Jedinák, M., Prieložný, S., Šmidovič, R.

Slovenská elektrizačná prenosová sústava a.s., Obchodná 2, 010 08 Žilina, Slovak Republic martin.jedinak@sepsas.sk, stanislav.prielozny@sepsas.sk, rastislav.smidovic@sepsas.sk

Abstract

Topology changes (reconfigurations) in the transmission system are effective remedial actions to restore fulfilling of the N-1 security principle. In the transmission system of the Slovak Republic are prepared several scenarios of possible reconfigurations, especially in the substation Varín and substation Lemešany. The paper describes reasons of reconfiguration necessity, preparation process, testing process, test results and comparison with expected results from simulation calculations. The conclusion summarizes advantages and disadvantages of the reconfiguration implementation in the transmission system, recommendations for real-time operation, including coordination with neighbouring transmission system operators and affected distribution system operators.

Keywords

real-time operation, operational limits, N-1 security principle, remedial actions, topology change 1 INTRODUCTION

Operation of interconnected power system CE ENTSO-E is based on the principle, that each transmission system operator is responsible for operation of his own control area. The fundamental planning criterion and transmission system operation is the (N-1) security principle, which guarantees the system security in case of one element outage. Operation Handbook RG CE Policy 3 defines framework rules for safety of transmission system operation with aim to prevent any spread of a single event, i.e. outage of one element in the transmission system affecting international operation, the so-called principle “no cascading outside my border”[1].
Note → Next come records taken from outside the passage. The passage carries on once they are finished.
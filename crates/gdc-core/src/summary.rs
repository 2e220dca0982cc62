//! Per-student summary statistics.

use std::collections::{BTreeMap, BTreeSet};

use crate::condition::Condition;
use crate::field;
use crate::record::CleanedRecord;
use crate::task::TaskType;

/// Aggregate statistics for one student under one condition.
#[derive(Debug, Clone, PartialEq)]
pub struct StudentSummary {
    pub student_id: String,
    pub condition: Condition,
    pub max_semester_reached: u64,
    pub total_tasks_attempted: usize,
    pub total_points_earned: f64,
    pub total_time_minutes: f64,
    pub ai_help_count: usize,
    pub task_types_attempted: usize,
    /// Share of attempts with AI help, rounded to 3 decimals.
    pub ai_help_rate: f64,
    /// Mean minutes per attempt, rounded to 2 decimals.
    pub avg_time_per_task: f64,
}

#[derive(Debug, Default)]
struct Accumulator {
    max_semester: u64,
    attempted: usize,
    points: f64,
    minutes: f64,
    ai_help_count: usize,
    task_types: BTreeSet<TaskType>,
}

impl Accumulator {
    fn add(&mut self, record: &CleanedRecord) {
        self.attempted += 1;
        self.max_semester = self.max_semester.max(record.semester_number());
        self.points += field::number(Some(&record.points_received)).unwrap_or(0.0);
        self.minutes += record.time_spent_minutes.unwrap_or(0.0);
        if record.ai_help_used {
            self.ai_help_count += 1;
        }
        self.task_types.insert(record.task_type);
    }

    #[allow(clippy::cast_precision_loss)]
    fn finish(self, student_id: String, condition: Condition) -> StudentSummary {
        let (ai_help_rate, avg_time_per_task) = if self.attempted == 0 {
            (0.0, 0.0)
        } else {
            let attempted = self.attempted as f64;
            (
                round_to(self.ai_help_count as f64 / attempted, 3),
                round_to(self.minutes / attempted, 2),
            )
        };

        StudentSummary {
            student_id,
            condition,
            max_semester_reached: self.max_semester,
            total_tasks_attempted: self.attempted,
            total_points_earned: self.points,
            total_time_minutes: self.minutes,
            ai_help_count: self.ai_help_count,
            task_types_attempted: self.task_types.len(),
            ai_help_rate,
            avg_time_per_task,
        }
    }
}

fn round_to(value: f64, decimals: i32) -> f64 {
    let scale = 10_f64.powi(decimals);
    (value * scale).round() / scale
}

/// Folds records into one summary per `(student_id, condition)`.
///
/// Output is ordered by student ID, then by condition. Unparseable points
/// and unknown times contribute nothing.
pub fn summarize(records: &[CleanedRecord]) -> Vec<StudentSummary> {
    let mut groups: BTreeMap<(&str, Condition), Accumulator> = BTreeMap::new();
    for record in records {
        groups
            .entry((record.student_id.as_str(), record.condition))
            .or_default()
            .add(record);
    }

    groups
        .into_iter()
        .map(|((student_id, condition), acc)| acc.finish(student_id.to_string(), condition))
        .collect()
}

#[cfg(test)]
#[expect(
    clippy::float_cmp,
    reason = "exact equality intended for rounded aggregates"
)]
mod tests {
    use super::*;

    use serde_json::{Value, json};

    use crate::event::EventKind;
    use crate::task::Difficulty;

    fn record(student: &str, condition: Condition, task_type: TaskType) -> CleanedRecord {
        CleanedRecord {
            student_id: student.to_string(),
            session_id: "s1".to_string(),
            semester: json!(1),
            task_number: 1,
            task_type,
            task_level: Difficulty::Easy,
            task_id: "g1t1".to_string(),
            student_response: String::new(),
            correct_response: String::new(),
            ai_help_used: false,
            ai_response: String::new(),
            time_spent_seconds: None,
            time_spent_minutes: None,
            condition,
            points_received: Value::Null,
            current_student_learning_goal: Value::Null,
            is_practice_mode: false,
            event_type: EventKind::TaskAttempt,
            timestamp: Value::Null,
            time_elapsed_readable: Value::Null,
            attempts: Value::Null,
            accuracy: Value::Null,
        }
    }

    #[test]
    fn tolerates_bad_points_and_unknown_time() {
        let mut first = record("u1", Condition::AiCheckpoint, TaskType::Counting);
        first.points_received = json!(5);
        first.time_spent_minutes = Some(2.0);
        first.ai_help_used = true;

        let mut second = record("u1", Condition::AiCheckpoint, TaskType::Counting);
        second.points_received = json!("bad");

        let summaries = summarize(&[first, second]);
        assert_eq!(summaries.len(), 1);

        let summary = &summaries[0];
        assert_eq!(summary.total_points_earned, 5.0);
        assert_eq!(summary.total_time_minutes, 2.0);
        assert_eq!(summary.ai_help_count, 1);
        assert_eq!(summary.total_tasks_attempted, 2);
        assert_eq!(summary.ai_help_rate, 0.5);
        assert_eq!(summary.avg_time_per_task, 1.0);
        assert_eq!(summary.task_types_attempted, 1);
    }

    #[test]
    fn groups_by_student_and_condition() {
        let records = [
            record("u2", Condition::NoAiCheckpoint, TaskType::Slider),
            record("u1", Condition::AiNoCheckpoint, TaskType::Typing),
            record("u1", Condition::AiCheckpoint, TaskType::Slider),
            record("u1", Condition::AiNoCheckpoint, TaskType::Counting),
        ];

        let keys: Vec<_> = summarize(&records)
            .into_iter()
            .map(|s| (s.student_id, s.condition, s.task_types_attempted))
            .collect();
        assert_eq!(
            keys,
            vec![
                ("u1".to_string(), Condition::AiCheckpoint, 1),
                ("u1".to_string(), Condition::AiNoCheckpoint, 2),
                ("u2".to_string(), Condition::NoAiCheckpoint, 1),
            ]
        );
    }

    #[test]
    fn tracks_max_numeric_semester() {
        let mut a = record("u1", Condition::Admin, TaskType::Typing);
        a.semester = json!("2");
        let mut b = record("u1", Condition::Admin, TaskType::Typing);
        b.semester = json!("final");
        let mut c = record("u1", Condition::Admin, TaskType::Typing);
        c.semester = json!(1);

        let summaries = summarize(&[a, b, c]);
        assert_eq!(summaries[0].max_semester_reached, 2);
    }

    #[test]
    fn rates_are_rounded() {
        let mut records: Vec<CleanedRecord> = (0..3)
            .map(|_| record("u1", Condition::Unknown, TaskType::Slider))
            .collect();
        records[0].ai_help_used = true;
        records[0].time_spent_minutes = Some(1.0);
        records[1].points_received = json!("2.5");

        let summary = &summarize(&records)[0];
        assert_eq!(summary.ai_help_rate, 0.333);
        assert_eq!(summary.avg_time_per_task, 0.33);
        assert_eq!(summary.total_points_earned, 2.5);
    }

    #[test]
    fn empty_input_has_no_summaries() {
        assert!(summarize(&[]).is_empty());
    }
}
//! Task identifier parsing.
//!
//! Task IDs look like `g2t42`: a game number (1-3) followed by a task number.

use std::fmt;
use std::sync::LazyLock;

use regex::Regex;

/// Pre-compiled task ID pattern. Anchored at the start only, so trailing
/// text after the digits is ignored.
static TASK_ID_RE: LazyLock<Regex> = LazyLock::new(|| Regex::new(r"^g([123])t(\d+)").unwrap());

/// Highest task number still rated easy.
pub const EASY_MAX_TASK: u64 = 10;

/// Highest task number still rated medium.
pub const MEDIUM_MAX_TASK: u64 = 24;

/// The mini-game a task belongs to.
#[derive(Debug, Clone, Copy, PartialEq, Eq, PartialOrd, Ord, Hash)]
pub enum TaskType {
    Counting,
    Slider,
    Typing,
}

impl TaskType {
    #[must_use]
    pub const fn as_str(&self) -> &'static str {
        match self {
            Self::Counting => "counting",
            Self::Slider => "slider",
            Self::Typing => "typing",
        }
    }
}

impl fmt::Display for TaskType {
    fn fmt(&self, f: &mut fmt::Formatter<'_>) -> fmt::Result {
        f.write_str(self.as_str())
    }
}

/// Difficulty band derived from the task number.
#[derive(Debug, Clone, Copy, PartialEq, Eq, PartialOrd, Ord, Hash)]
pub enum Difficulty {
    Easy,
    Medium,
    Hard,
}

impl Difficulty {
    /// Bands a task number: up to 10 is easy, up to 24 medium, the rest hard.
    pub const fn for_task_number(number: u64) -> Self {
        if number <= EASY_MAX_TASK {
            Self::Easy
        } else if number <= MEDIUM_MAX_TASK {
            Self::Medium
        } else {
            Self::Hard
        }
    }

    #[must_use]
    pub const fn as_str(&self) -> &'static str {
        match self {
            Self::Easy => "Easy",
            Self::Medium => "Medium",
            Self::Hard => "Hard",
        }
    }
}

impl fmt::Display for Difficulty {
    fn fmt(&self, f: &mut fmt::Formatter<'_>) -> fmt::Result {
        f.write_str(self.as_str())
    }
}

/// A successfully parsed task identifier.
#[derive(Debug, Clone, Copy, PartialEq, Eq)]
pub struct TaskInfo {
    pub task_type: TaskType,
    pub difficulty: Difficulty,
    pub number: u64,
}

/// Parses a task ID such as `g1t5`.
///
/// Returns `None` for anything that does not start with the task pattern,
/// including the empty string. A task number too large for `u64` is also
/// treated as unparseable.
pub fn parse_task_id(task_id: &str) -> Option<TaskInfo> {
    let caps = TASK_ID_RE.captures(task_id)?;
    let task_type = match &caps[1] {
        "1" => TaskType::Counting,
        "2" => TaskType::Slider,
        _ => TaskType::Typing,
    };
    let number: u64 = caps[2].parse().ok()?;
    Some(TaskInfo {
        task_type,
        difficulty: Difficulty::for_task_number(number),
        number,
    })
}

#[cfg(test)]
mod tests {
    use super::*;

    fn parsed(task_id: &str) -> Option<(TaskType, Difficulty, u64)> {
        parse_task_id(task_id).map(|info| (info.task_type, info.difficulty, info.number))
    }

    #[test]
    fn parses_each_game() {
        assert_eq!(parsed("g1t5"), Some((TaskType::Counting, Difficulty::Easy, 5)));
        assert_eq!(parsed("g2t42"), Some((TaskType::Slider, Difficulty::Hard, 42)));
        assert_eq!(parsed("g3t24"), Some((TaskType::Typing, Difficulty::Medium, 24)));
    }

    #[test]
    fn difficulty_thresholds_are_inclusive() {
        assert_eq!(Difficulty::for_task_number(0), Difficulty::Easy);
        assert_eq!(Difficulty::for_task_number(10), Difficulty::Easy);
        assert_eq!(Difficulty::for_task_number(11), Difficulty::Medium);
        assert_eq!(Difficulty::for_task_number(24), Difficulty::Medium);
        assert_eq!(Difficulty::for_task_number(25), Difficulty::Hard);
        assert_eq!(parsed("g3t25"), Some((TaskType::Typing, Difficulty::Hard, 25)));
    }

    #[test]
    fn rejects_malformed_ids() {
        assert_eq!(parsed("xyz"), None);
        assert_eq!(parsed(""), None);
        assert_eq!(parsed("g4t1"), None);
        assert_eq!(parsed("g1t"), None);
        assert_eq!(parsed(" g1t5"), None);
        assert_eq!(parsed("g1t99999999999999999999999"), None);
    }

    #[test]
    fn ignores_trailing_text() {
        assert_eq!(parsed("g1t07-retry"), Some((TaskType::Counting, Difficulty::Easy, 7)));
    }

    #[test]
    fn labels() {
        assert_eq!(TaskType::Slider.to_string(), "slider");
        assert_eq!(Difficulty::Medium.to_string(), "Medium");
    }
}
//! CSV rendering of the output tables.

use std::borrow::Cow;

use crate::field;
use crate::record::CleanedRecord;
use crate::summary::StudentSummary;

/// Column order of the cleaned records table.
pub const RECORD_COLUMNS: [&str; 22] = [
    "student_id",
    "session_id",
    "semester",
    "task_number",
    "task_type",
    "task_level",
    "task_id",
    "student_response",
    "correct_response",
    "ai_help_used",
    "ai_response",
    "time_spent_seconds",
    "time_spent_minutes",
    "condition",
    "points_received",
    "current_student_learning_goal",
    "is_practice_mode",
    "event_type",
    "timestamp",
    "time_elapsed_readable",
    "attempts",
    "accuracy",
];

/// Column order of the student summary table.
pub const SUMMARY_COLUMNS: [&str; 10] = [
    "student_id",
    "condition",
    "max_semester_reached",
    "total_tasks_attempted",
    "total_points_earned",
    "total_time_minutes",
    "ai_help_count",
    "task_types_attempted",
    "ai_help_rate",
    "avg_time_per_task",
];

/// Sorts records for export: student ID, numeric semester, then the raw
/// timestamp compared as text. Stable, so ties keep time-sorted order.
pub fn sort_for_export(records: &mut [CleanedRecord]) {
    records.sort_by_cached_key(|record| {
        (
            record.student_id.clone(),
            record.semester_number(),
            field::cell(&record.timestamp),
        )
    });
}

/// Quotes a field when it contains a separator, quote or line break.
fn escape(value: &str) -> Cow<'_, str> {
    if value.contains([',', '"', '\n', '\r']) {
        Cow::Owned(format!("\"{}\"", value.replace('"', "\"\"")))
    } else {
        Cow::Borrowed(value)
    }
}

fn push_row<I, S>(out: &mut String, cells: I)
where
    I: IntoIterator<Item = S>,
    S: AsRef<str>,
{
    for (i, cell) in cells.into_iter().enumerate() {
        if i > 0 {
            out.push(',');
        }
        out.push_str(&escape(cell.as_ref()));
    }
    out.push('\n');
}

fn optional(value: Option<f64>) -> String {
    value.map(|v| v.to_string()).unwrap_or_default()
}

/// Cells of one record, in [`RECORD_COLUMNS`] order.
pub fn record_row(record: &CleanedRecord) -> [String; 22] {
    [
        record.student_id.clone(),
        record.session_id.clone(),
        field::cell(&record.semester),
        record.task_number.to_string(),
        record.task_type.to_string(),
        record.task_level.to_string(),
        record.task_id.clone(),
        record.student_response.clone(),
        record.correct_response.clone(),
        record.ai_help_used.to_string(),
        record.ai_response.clone(),
        optional(record.time_spent_seconds),
        optional(record.time_spent_minutes),
        record.condition.to_string(),
        field::cell(&record.points_received),
        field::cell(&record.current_student_learning_goal),
        record.is_practice_mode.to_string(),
        record.event_type.to_string(),
        field::cell(&record.timestamp),
        field::cell(&record.time_elapsed_readable),
        field::cell(&record.attempts),
        field::cell(&record.accuracy),
    ]
}

/// Renders the cleaned records table, header included.
pub fn render_records(records: &[CleanedRecord]) -> String {
    let mut out = String::new();
    push_row(&mut out, RECORD_COLUMNS);
    for record in records {
        push_row(&mut out, record_row(record));
    }
    out
}

fn summary_row(summary: &StudentSummary) -> [String; 10] {
    [
        summary.student_id.clone(),
        summary.condition.to_string(),
        summary.max_semester_reached.to_string(),
        summary.total_tasks_attempted.to_string(),
        summary.total_points_earned.to_string(),
        summary.total_time_minutes.to_string(),
        summary.ai_help_count.to_string(),
        summary.task_types_attempted.to_string(),
        summary.ai_help_rate.to_string(),
        summary.avg_time_per_task.to_string(),
    ]
}

/// Renders the student summary table, header included.
pub fn render_summaries(summaries: &[StudentSummary]) -> String {
    let mut out = String::new();
    push_row(&mut out, SUMMARY_COLUMNS);
    for summary in summaries {
        push_row(&mut out, summary_row(summary));
    }
    out
}
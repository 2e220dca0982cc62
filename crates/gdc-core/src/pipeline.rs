//! End-to-end cleaning of a loaded event store.

use crate::ai_help::AiHelpIndex;
use crate::identity::{IdentityConflict, IdentityMap};
use crate::record::{CleanedRecord, IdentityMode, Lookups, SkipCounts, build_records};
use crate::store::EventStore;
use crate::summary::{StudentSummary, summarize};
use crate::table::sort_for_export;

/// Options for one cleaning run.
#[derive(Debug, Clone, Copy, Default, PartialEq, Eq)]
pub struct CleanOptions {
    pub mode: IdentityMode,
    /// Only the first N events of the document produce records.
    pub sample_size: Option<usize>,
}

/// Result of a cleaning run.
#[derive(Debug, Clone, Default)]
pub struct CleanedData {
    /// Records in export order.
    pub records: Vec<CleanedRecord>,
    pub summaries: Vec<StudentSummary>,
    pub skipped: SkipCounts,
    pub conflicts: Vec<IdentityConflict>,
    /// Events the record pass looked at, after sampling.
    pub events_considered: usize,
}

/// Runs the cleaning pipeline.
///
/// The identity map and AI help index always cover the whole document;
/// sampling only limits which events are turned into records.
pub fn clean(store: &EventStore, options: CleanOptions) -> CleanedData {
    let identity = IdentityMap::build(store.events());
    for (session_id, student_id) in identity.sample(5) {
        tracing::debug!(%session_id, %student_id, "sample session mapping");
    }
    let ai_help = AiHelpIndex::build(store.events());

    let sorted = store.time_sorted(options.sample_size);
    let set = build_records(
        &sorted,
        Lookups {
            identity: &identity,
            ai_help: &ai_help,
        },
        options.mode,
    );

    let mut records = set.records;
    sort_for_export(&mut records);
    let summaries = summarize(&records);

    CleanedData {
        records,
        summaries,
        skipped: set.skipped,
        conflicts: identity.conflicts().to_vec(),
        events_considered: sorted.len(),
    }
}

#[cfg(test)]
mod tests {
    use super::*;

    use serde_json::json;

    use crate::condition::Condition;
    use crate::table::{render_records, render_summaries};

    fn store() -> EventStore {
        let events = json!([
            {"type": "session_start", "sessionId": "s1", "studentId": "alice", "timeElapsedSeconds": 0},
            {"type": "task_attempt", "sessionId": "s1", "taskId": "g1t5", "timeElapsedSeconds": 95,
             "section": "02A-Checkpoint", "currentSemester": 1, "userAnswer": "37", "correctAnswer": "37",
             "pointsEarned": 5, "timestamp": "2025-03-01T10:01:35Z"},
            {"type": "ai_task_help", "sessionId": "s1", "taskId": "g1t5", "timeElapsedSeconds": 100,
             "0": "3", "1": "7"},
            {"type": "task_attempt", "sessionId": "s1", "taskId": "g2t12", "timeElapsedSeconds": 155,
             "section": "02A-Checkpoint", "currentSemester": 1, "pointsEarned": "bad",
             "timestamp": "2025-03-01T10:02:35Z"},
            {"type": "page_switch", "sessionId": "s1", "timeElapsedSeconds": 215},
            {"type": "task_attempt", "sessionId": "anon", "taskId": "g3t30", "timeElapsedSeconds": 20,
             "hasAI": false, "hasCheckpoint": true, "timestamp": "2025-03-01T11:00:20Z"},
            {"type": "task_attempt", "sessionId": "s1", "studentId": "mallory", "taskId": "g3t1",
             "timeElapsedSeconds": 500, "section": "02A-Checkpoint", "currentSemester": 2,
             "timestamp": "2025-03-01T10:08:20Z"}
        ]);
        EventStore::from_json_str(&events.to_string()).unwrap()
    }

    #[test]
    fn strict_run_links_help_and_time() {
        let data = clean(&store(), CleanOptions::default());

        assert_eq!(data.records.len(), 3);
        assert!(data.records.iter().all(|r| r.student_id == "alice"));
        assert_eq!(data.skipped.unresolved_student, 1);
        assert_eq!(data.conflicts.len(), 1);
        assert_eq!(data.events_considered, 7);

        let first = &data.records[0];
        assert_eq!(first.task_id, "g1t5");
        assert_eq!(first.ai_response, "37");
        assert_eq!(first.time_spent_seconds, Some(60.0));
        assert_eq!(data.records[1].time_spent_seconds, Some(60.0));
        assert_eq!(data.records[2].time_spent_seconds, None);

        assert_eq!(data.summaries.len(), 1);
        let summary = &data.summaries[0];
        assert_eq!(summary.condition, Condition::AiCheckpoint);
        assert_eq!(summary.total_tasks_attempted, 3);
        assert_eq!(summary.ai_help_count, 1);
        assert_eq!(summary.max_semester_reached, 2);
        assert_eq!(summary.task_types_attempted, 3);
    }

    #[test]
    fn permissive_run_keeps_unlinked_sessions() {
        let options = CleanOptions {
            mode: IdentityMode::Permissive,
            sample_size: None,
        };
        let data = clean(&store(), options);

        assert_eq!(data.records.len(), 4);
        let anon = data.records.last().unwrap();
        assert_eq!(anon.student_id, "session_anon");
        assert_eq!(anon.condition, Condition::NoAiCheckpoint);
        assert!(anon.is_practice_mode);
        assert_eq!(data.summaries.len(), 2);
    }

    #[test]
    fn sampling_limits_records_but_not_lookups() {
        let options = CleanOptions {
            mode: IdentityMode::Strict,
            sample_size: Some(2),
        };
        let data = clean(&store(), options);

        assert_eq!(data.events_considered, 2);
        assert_eq!(data.records.len(), 1);
        let record = &data.records[0];
        assert_eq!(record.ai_response, "37");
        assert_eq!(record.time_spent_seconds, None);
    }

    #[test]
    fn repeated_runs_render_identically() {
        let store = store();
        let first = clean(&store, CleanOptions::default());
        let second = clean(&store, CleanOptions::default());

        assert_eq!(render_records(&first.records), render_records(&second.records));
        assert_eq!(
            render_summaries(&first.summaries),
            render_summaries(&second.summaries)
        );
    }
}
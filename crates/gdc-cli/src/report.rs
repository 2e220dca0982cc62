//! Console summary printed after a cleaning run.

use std::collections::HashMap;
use std::collections::HashSet;
use std::io::Write;

use anyhow::Result;
use gdc_core::{CleanedData, RECORD_COLUMNS, record_row};

use crate::output::OutputPaths;

/// Number of records echoed in the sample section.
const SAMPLE_RECORDS: usize = 5;

/// Longest value echoed before truncation, in characters.
const MAX_VALUE_CHARS: usize = 50;

/// Counts labels, ordered by count descending then label.
fn distribution<'a, I>(labels: I) -> Vec<(&'a str, usize)>
where
    I: IntoIterator<Item = &'a str>,
{
    let mut counts: HashMap<&str, usize> = HashMap::new();
    for label in labels {
        *counts.entry(label).or_default() += 1;
    }
    let mut sorted: Vec<_> = counts.into_iter().collect();
    sorted.sort_by(|a, b| b.1.cmp(&a.1).then(a.0.cmp(b.0)));
    sorted
}

fn truncate(value: &str) -> String {
    if value.chars().count() > MAX_VALUE_CHARS {
        let head: String = value.chars().take(MAX_VALUE_CHARS).collect();
        format!("{head}...")
    } else {
        value.to_string()
    }
}

/// Writes the run summary.
#[allow(clippy::cast_precision_loss)]
pub fn write_report<W: Write>(
    writer: &mut W,
    data: &CleanedData,
    paths: &OutputPaths,
    sampled: bool,
) -> Result<()> {
    let records = &data.records;

    writeln!(writer, "=== DATA SUMMARY ===")?;
    writeln!(writer, "Events processed: {}", data.events_considered)?;
    writeln!(writer, "Total records: {}", records.len())?;

    if records.is_empty() {
        writeln!(writer, "No task submissions qualified; wrote header-only tables.")?;
    } else {
        let students: HashSet<&str> = records.iter().map(|r| r.student_id.as_str()).collect();
        writeln!(writer, "Unique students: {}", students.len())?;

        writeln!(writer)?;
        writeln!(writer, "Task Type Distribution:")?;
        for (label, count) in distribution(records.iter().map(|r| r.task_type.as_str())) {
            writeln!(writer, "  {label}: {count}")?;
        }

        writeln!(writer)?;
        writeln!(writer, "Condition Distribution:")?;
        for (label, count) in distribution(records.iter().map(|r| r.condition.as_str())) {
            writeln!(writer, "  {label}: {count}")?;
        }

        let with_help = records.iter().filter(|r| r.ai_help_used).count();
        let rate = with_help as f64 / records.len() as f64 * 100.0;
        writeln!(writer)?;
        writeln!(writer, "AI Help Usage:")?;
        writeln!(writer, "Tasks with AI help: {with_help}")?;
        writeln!(writer, "Tasks without AI help: {}", records.len() - with_help)?;
        writeln!(writer, "AI help usage rate: {rate:.2}%")?;
    }

    if data.skipped.total() > 0 {
        writeln!(writer)?;
        writeln!(writer, "Skipped task events: {}", data.skipped.total())?;
    }
    if !data.conflicts.is_empty() {
        writeln!(writer, "Conflicting student IDs ignored: {}", data.conflicts.len())?;
    }

    if !records.is_empty() {
        writeln!(writer)?;
        writeln!(writer, "=== SAMPLE DATA ===")?;
        for (i, record) in records.iter().take(SAMPLE_RECORDS).enumerate() {
            writeln!(writer)?;
            writeln!(writer, "Record {}:", i + 1)?;
            for (column, value) in RECORD_COLUMNS.iter().zip(record_row(record)) {
                let line = format!("  {column}: {}", truncate(&value));
                writeln!(writer, "{}", line.trim_end())?;
            }
        }
    }

    let dataset = if sampled { "Sample" } else { "Full" };
    writeln!(writer)?;
    writeln!(writer, "=== DATA CLEANING COMPLETE ===")?;
    writeln!(writer, "Output files created:")?;
    writeln!(
        writer,
        "1. {} - {dataset} cleaned dataset",
        paths.records.display()
    )?;
    writeln!(
        writer,
        "2. {} - Summary statistics by student",
        paths.summary.display()
    )?;

    Ok(())
}
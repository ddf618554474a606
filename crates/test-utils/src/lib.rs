//! Shared test fixtures: deterministic grids, layers and windows.

pub mod generators;

pub use generators::*;
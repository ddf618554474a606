//! Geographic bounding boxes.

use serde::{Deserialize, Serialize};

/// A geographic bounding box in degrees.
#[derive(Debug, Clone, Copy, PartialEq, Serialize, Deserialize)]
pub struct BoundingBox {
    pub min_lon: f64,
    pub min_lat: f64,
    pub max_lon: f64,
    pub max_lat: f64,
}

impl BoundingBox {
    /// Create a new bounding box.
    pub fn new(min_lon: f64, min_lat: f64, max_lon: f64, max_lat: f64) -> Self {
        Self {
            min_lon,
            min_lat,
            max_lon,
            max_lat,
        }
    }

    /// Check if this bounding box intersects another.
    pub fn intersects(&self, other: &BoundingBox) -> bool {
        !(self.max_lon < other.min_lon
            || self.min_lon > other.max_lon
            || self.max_lat < other.min_lat
            || self.min_lat > other.max_lat)
    }

    /// Check if a point is contained within this bounding box.
    pub fn contains(&self, lon: f64, lat: f64) -> bool {
        lon >= self.min_lon && lon <= self.max_lon && lat >= self.min_lat && lat <= self.max_lat
    }

    /// Get the width in degrees.
    pub fn width(&self) -> f64 {
        self.max_lon - self.min_lon
    }

    /// Get the height in degrees.
    pub fn height(&self) -> f64 {
        self.max_lat - self.min_lat
    }

    /// Get the center point of the bounding box.
    pub fn center(&self) -> (f64, f64) {
        (
            (self.min_lon + self.max_lon) / 2.0,
            (self.min_lat + self.max_lat) / 2.0,
        )
    }
}

impl Default for BoundingBox {
    fn default() -> Self {
        // Global coverage
        Self::new(-180.0, -90.0, 180.0, 90.0)
    }
}

#[cfg(test)]
mod tests {
    use super::*;

    #[test]
    fn test_bbox_intersects() {
        let a = BoundingBox::new(0.0, 0.0, 10.0, 10.0);
        let b = BoundingBox::new(5.0, 5.0, 15.0, 15.0);
        let c = BoundingBox::new(20.0, 20.0, 30.0, 30.0);

        assert!(a.intersects(&b));
        assert!(b.intersects(&a));
        assert!(!a.intersects(&c));
        assert!(!c.intersects(&a));
    }

    #[test]
    fn test_bbox_contains() {
        let bbox = BoundingBox::new(30.0, -5.0, 40.0, 5.0);
        assert!(bbox.contains(35.0, 0.0));
        assert!(!bbox.contains(25.0, 0.0));
        assert!(!bbox.contains(35.0, 10.0));
    }

    #[test]
    fn test_bbox_dimensions() {
        let bbox = BoundingBox::new(30.0, -5.0, 40.0, 5.0);
        assert!((bbox.width() - 10.0).abs() < f64::EPSILON);
        assert!((bbox.height() - 10.0).abs() < f64::EPSILON);
        assert_eq!(bbox.center(), (35.0, 0.0));
    }
}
The electricity production increase from renewable sources in the Baltic and North Sea, large import of electricity in some countries of South and South-East Europe as well as by the trend of electricity prices in these areas cause increased transit of electricity over long distances. Commercially agreed exchange of electricity in some cross-border profiles does not match with real power flow. Due to physical properties of interconnections between export and import areas, there arise unscheduled circle flows, which are concluded through the transmission systems, in which the power exchange has not been commercially agreed. These unscheduled power flows cause violation of the (N-1) criterion in some countries of central Europe, including Slovakia.

Operation Handbook RG CE Policy 3 defines the measures, which could be implemented by transmission system operators to solve situation of nonfulfilling of the (N-1) security principle, as follows:

• cancellation of scheduled maintenance, or break of all works in real-time operation utilizing standby time,

• coordinated topology changes (network reconfiguration),

• use of phase shifter transformers,

• contracted generation re-dispatch within the TSO’s own control area,

• counter-trading with neighbouring control areas,

• reduction of interconnection capacities,

• manual load shedding (in Slovakia: Consumption limiting plan) [1].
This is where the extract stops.